Lui ha ricordato che negli ultimi cinque anni in Kosovo e Metochia c'è stata una continua persecuzione del popolo serbo.
"Tutto il tempo, nel silenzio di quella che allegoricamente chiamiamo comunità internazionale. L'Unione europea tace, la NATO tace, tutti gli altri tacciono", ha sottolineato il presidente serbo.
Secondo il Partito serbo del Kosovo, recentemente la polizia dell'autoproclamata Repubblica del Kosovo ha picchiato sette serbi locali nel nord della regione, affinché non si dovrebbe dare loro il controllo sulle aree e sui beni serbi.
La Serbia non ha il diritto di mantenere le sue truppe e la sua polizia nella regione del Kosovo dal 1999, anno in cui è stato adottato l'accordo tecnico-militare di Kumanovo. Nel 1999, uno scontro armato tra i separatisti albanesi dell'Esercito di liberazione del Kosovo e le forze di sicurezza serbe portò al bombardamento della RFY (all'epoca composta da Serbia e Montenegro) da parte delle forze della NATO.
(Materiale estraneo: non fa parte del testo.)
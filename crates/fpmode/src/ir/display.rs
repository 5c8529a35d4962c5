use std::fmt;

use super::{BaseType, Block, Instruction, Opcode, Program, ScalarType};

impl Opcode {
    /// Assembly-style mnemonic, for listings and diagnostics.
    #[must_use]
    pub const fn mnemonic(self) -> &'static str {
        match self {
            Opcode::SMovB32 => "s_mov_b32",
            Opcode::SAddU32 => "s_add_u32",
            Opcode::SMinF32 => "s_min_f32",
            Opcode::SMaxF32 => "s_max_f32",
            Opcode::SCvtF32F16 => "s_cvt_f32_f16",
            Opcode::SCvtF16F32 => "s_cvt_f16_f32",
            Opcode::VMovB32 => "v_mov_b32",
            Opcode::VAddU32 => "v_add_u32",
            Opcode::VAddF16 => "v_add_f16",
            Opcode::VAddF32 => "v_add_f32",
            Opcode::VAddF64 => "v_add_f64",
            Opcode::VSubF32 => "v_sub_f32",
            Opcode::VMulF16 => "v_mul_f16",
            Opcode::VMulF32 => "v_mul_f32",
            Opcode::VMulF64 => "v_mul_f64",
            Opcode::VFmaF16 => "v_fma_f16",
            Opcode::VFmaF32 => "v_fma_f32",
            Opcode::VFmaF64 => "v_fma_f64",
            Opcode::VMinF16 => "v_min_f16",
            Opcode::VMinF32 => "v_min_f32",
            Opcode::VMinF64 => "v_min_f64",
            Opcode::VMaxF16 => "v_max_f16",
            Opcode::VMaxF32 => "v_max_f32",
            Opcode::VMaxF64 => "v_max_f64",
            Opcode::VMed3F32 => "v_med3_f32",
            Opcode::VMinimumF32 => "v_minimum_f32",
            Opcode::VMaximumF32 => "v_maximum_f32",
            Opcode::VFloorF16 => "v_floor_f16",
            Opcode::VFloorF32 => "v_floor_f32",
            Opcode::VFloorF64 => "v_floor_f64",
            Opcode::VCeilF16 => "v_ceil_f16",
            Opcode::VCeilF32 => "v_ceil_f32",
            Opcode::VCeilF64 => "v_ceil_f64",
            Opcode::VTruncF32 => "v_trunc_f32",
            Opcode::VRndneF32 => "v_rndne_f32",
            Opcode::VFractF32 => "v_fract_f32",
            Opcode::VCmpLtF16 => "v_cmp_lt_f16",
            Opcode::VCmpLtF32 => "v_cmp_lt_f32",
            Opcode::VCmpEqF32 => "v_cmp_eq_f32",
            Opcode::VCvtF32F16 => "v_cvt_f32_f16",
            Opcode::VCvtF16F32 => "v_cvt_f16_f32",
            Opcode::VCvtF64F32 => "v_cvt_f64_f32",
            Opcode::VCvtF32F64 => "v_cvt_f32_f64",
            Opcode::VCvtF32I32 => "v_cvt_f32_i32",
            Opcode::VCvtI32F32 => "v_cvt_i32_f32",
            Opcode::VCvtPkrtzF16F32 => "v_cvt_pkrtz_f16_f32",
            Opcode::VPackB32F16 => "v_pack_b32_f16",
            Opcode::VCvtPkU8F32 => "v_cvt_pk_u8_f32",
            Opcode::VCvtPkFp8F32 => "v_cvt_pk_fp8_f32",
            Opcode::VFmaMixF32 => "v_fma_mix_f32",
            Opcode::VFmaMixloF16 => "v_fma_mixlo_f16",
            Opcode::VFmaMixhiF16 => "v_fma_mixhi_f16",
            Opcode::PVCvtF16F32Rtne => "p_v_cvt_f16_f32_rtne",
            Opcode::PSCvtF16F32Rtne => "p_s_cvt_f16_f32_rtne",
            Opcode::PVCvtF16F32Rtpi => "p_v_cvt_f16_f32_rtpi",
            Opcode::PVCvtF16F32Rtni => "p_v_cvt_f16_f32_rtni",
            Opcode::PVCvtPkFp8F32Ovfl => "p_v_cvt_pk_fp8_f32_ovfl",
            Opcode::PVFmaMixloF16Rtz => "p_v_fma_mixlo_f16_rtz",
            Opcode::PVFmaMixhiF16Rtz => "p_v_fma_mixhi_f16_rtz",
            Opcode::DsAddF32 => "ds_add_f32",
            Opcode::DsAddRtnF32 => "ds_add_rtn_f32",
            Opcode::DsMinF32 => "ds_min_f32",
            Opcode::DsMaxF32 => "ds_max_f32",
            Opcode::DsCmpstF32 => "ds_cmpst_f32",
            Opcode::DsMinF64 => "ds_min_f64",
            Opcode::DsMaxF64 => "ds_max_f64",
            Opcode::DsCmpstF64 => "ds_cmpst_f64",
            Opcode::DsPkAddF16 => "ds_pk_add_f16",
            Opcode::DsPkAddBf16 => "ds_pk_add_bf16",
            Opcode::BufferAtomicAddF32 => "buffer_atomic_add_f32",
            Opcode::BufferAtomicMinF32 => "buffer_atomic_min_f32",
            Opcode::BufferAtomicMaxF32 => "buffer_atomic_max_f32",
            Opcode::BufferAtomicCmpswapF32 => "buffer_atomic_cmpswap_f32",
            Opcode::BufferAtomicMinF64 => "buffer_atomic_min_f64",
            Opcode::BufferAtomicMaxF64 => "buffer_atomic_max_f64",
            Opcode::BufferAtomicPkAddF16 => "buffer_atomic_pk_add_f16",
            Opcode::BufferAtomicPkAddBf16 => "buffer_atomic_pk_add_bf16",
            Opcode::FlatAtomicAddF32 => "flat_atomic_add_f32",
            Opcode::FlatAtomicMinF32 => "flat_atomic_min_f32",
            Opcode::FlatAtomicMinF64 => "flat_atomic_min_f64",
            Opcode::GlobalAtomicAddF32 => "global_atomic_add_f32",
            Opcode::GlobalAtomicMaxF32 => "global_atomic_max_f32",
            Opcode::GlobalAtomicMaxF64 => "global_atomic_max_f64",
            Opcode::GlobalAtomicPkAddF16 => "global_atomic_pk_add_f16",
            Opcode::ImageAtomicAddF32 => "image_atomic_add_f32",
            Opcode::BufferLoadDword => "buffer_load_dword",
            Opcode::BufferStoreDword => "buffer_store_dword",
            Opcode::DsReadB32 => "ds_read_b32",
            Opcode::DsWriteB32 => "ds_write_b32",
            Opcode::SCallB64 => "s_call_b64",
            Opcode::SSetpcB64 => "s_setpc_b64",
            Opcode::SSwappcB64 => "s_swappc_b64",
            Opcode::SBranch => "s_branch",
            Opcode::SCbranchScc => "s_cbranch_scc",
            Opcode::SEndpgm => "s_endpgm",
            Opcode::SNop => "s_nop",
            Opcode::SRoundMode => "s_round_mode",
            Opcode::SDenormMode => "s_denorm_mode",
            Opcode::SSetRegImm => "s_setreg_imm32_b32",
        }
    }
}

impl fmt::Display for ScalarType {
    fn fmt(&self, f: &mut fmt::Formatter<'_>) -> fmt::Result {
        let prefix = match self.base {
            BaseType::Float => "f",
            BaseType::Bfloat => "bf",
            BaseType::Int => "i",
            BaseType::Uint => "u",
            BaseType::Bool => "b",
        };
        write!(f, "{prefix}{}", self.bits)
    }
}

impl fmt::Display for Instruction {
    fn fmt(&self, f: &mut fmt::Formatter<'_>) -> fmt::Result {
        write!(f, "{}", self.opcode.mnemonic())?;
        if let Some(result) = self.result {
            write!(f, " -> {result}")?;
        }
        for (i, operand) in self.operands.iter().enumerate() {
            let sep = if i == 0 { " " } else { ", " };
            write!(f, "{sep}{operand}")?;
        }
        if self.opcode == Opcode::SSetRegImm {
            write!(
                f,
                " hwreg(0x{:x}), 0x{:x}",
                self.setreg_spec(),
                self.setreg_value()
            )?;
        } else if self.opcode.is_mode_write() {
            write!(f, " 0x{:x}", self.imm)?;
        }
        if self.opsel_hi {
            write!(f, " opsel_hi")?;
        }
        Ok(())
    }
}

impl fmt::Display for Block {
    fn fmt(&self, f: &mut fmt::Formatter<'_>) -> fmt::Result {
        write!(f, "BB{}:", self.index)?;
        if self.loop_header {
            write!(f, " /* loop header */")?;
        }
        if self.restore_defaults_on_exit {
            write!(f, " /* restore defaults on exit */")?;
        }
        if !self.successors.is_empty() {
            write!(f, " /* succs:")?;
            for succ in &self.successors {
                write!(f, " BB{succ}")?;
            }
            write!(f, " */")?;
        }
        writeln!(f)?;
        for instr in &self.instructions {
            writeln!(f, "    {instr}")?;
        }
        Ok(())
    }
}

impl fmt::Display for Program {
    fn fmt(&self, f: &mut fmt::Formatter<'_>) -> fmt::Result {
        writeln!(
            f,
            "; {:?}, declared mode 0x{:02x}",
            self.gfx_level, self.declared_mode
        )?;
        for block in &self.blocks {
            write!(f, "{block}")?;
        }
        Ok(())
    }
}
L'operazione militare è stata intrapresa senza l'approvazione del Consiglio di sicurezza dell'ONU sulla base dell'affermazione dei paesi occidentali secondo cui le autorità della RFY avrebbero effettuato una pulizia etnica nell'autonomia del Kosovo e provocato lì una catastrofe umanitaria. Gli attacchi aerei della NATO continuarono dal 24 marzo al 10 giugno 1999. Successivamente, il contingente della KFOR fu introdotto in Kosovo e Metohija sotto gli auspici della NATO; ora il contingente dell'Alleanza Nord Atlantica in Kosovo comprende circa 4,5mila militari provenienti da 29 stati.